* **EXERCISE DIRECTIONS**:
Print every record exactly, omitting none.

* **DATA EXTRACT**:
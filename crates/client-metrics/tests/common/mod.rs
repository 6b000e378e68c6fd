// Copyright 2023-Present Datadog, Inc. https://www.datadoghq.com/
// SPDX-License-Identifier: Apache-2.0

//! Common test utilities, mocks, and helpers for integration tests

// Each test binary uses a different subset.
#![allow(dead_code)]

pub mod helpers;
pub mod mocks;
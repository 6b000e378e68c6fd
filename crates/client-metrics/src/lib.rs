// Copyright 2023-Present Datadog, Inc. https://www.datadoghq.com/
// SPDX-License-Identifier: Apache-2.0

//! Client-side telemetry batching.
//!
//! Application code reports operational metrics and diagnostic events to a
//! [`MetricsEngine`](engine::MetricsEngine). The engine buffers them in two queues and flushes
//! both to a [`TransportClient`](transport::TransportClient) whenever a queue grows past its limit
//! and on a fixed timer. Delivery is best-effort: failed batches are logged and dropped.

#![cfg_attr(not(test), deny(clippy::panic))]
#![cfg_attr(not(test), deny(clippy::unwrap_used))]
#![cfg_attr(not(test), deny(clippy::expect_used))]
#![cfg_attr(not(test), deny(clippy::todo))]
#![cfg_attr(not(test), deny(clippy::unimplemented))]

pub mod auth;
pub mod batch;
pub mod buffer;
pub mod config;
pub mod diagnostic;
pub mod engine;
pub mod error;
pub mod record;
pub mod scheduler;
pub mod transport;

* **ANSWER TO THIS TASK**:
filename crates/client-metrics/tests/common/mod.rs
repository 6b000e378e68c6fd
// Copyright 2023-Present Datadog, Inc. https://www.datadoghq.com/
// SPDX-License-Identifier: Apache-2.0

//! Common test utilities, mocks, and helpers for integration tests

// Each test binary uses a different subset.
#![allow(dead_code)]

pub mod helpers;
pub mod mocks;
repository 6b000e378e68c6fd
filename crates/client-metrics/src/lib.rs
// Copyright 2023-Present Datadog, Inc. https://www.datadoghq.com/
// SPDX-License-Identifier: Apache-2.0

//! Client-side telemetry batching.
//!
//! Application code reports operational metrics and diagnostic events to a
//! [`MetricsEngine`](engine::MetricsEngine). The engine buffers them in two queues and flushes
//! both to a [`TransportClient`](transport::TransportClient) whenever a queue grows past its limit
//! and on a fixed timer. Delivery is best-effort: failed batches are logged and dropped.

#![cfg_attr(not(test), deny(clippy::panic))]
#![cfg_attr(not(test), deny(clippy::unwrap_used))]
#![cfg_attr(not(test), deny(clippy::expect_used))]
#![cfg_attr(not(test), deny(clippy::todo))]
#![cfg_attr(not(test), deny(clippy::unimplemented))]

pub mod auth;
pub mod batch;
pub mod buffer;
pub mod config;
pub mod diagnostic;
pub mod engine;
pub mod error;
pub mod record;
pub mod scheduler;
pub mod transport;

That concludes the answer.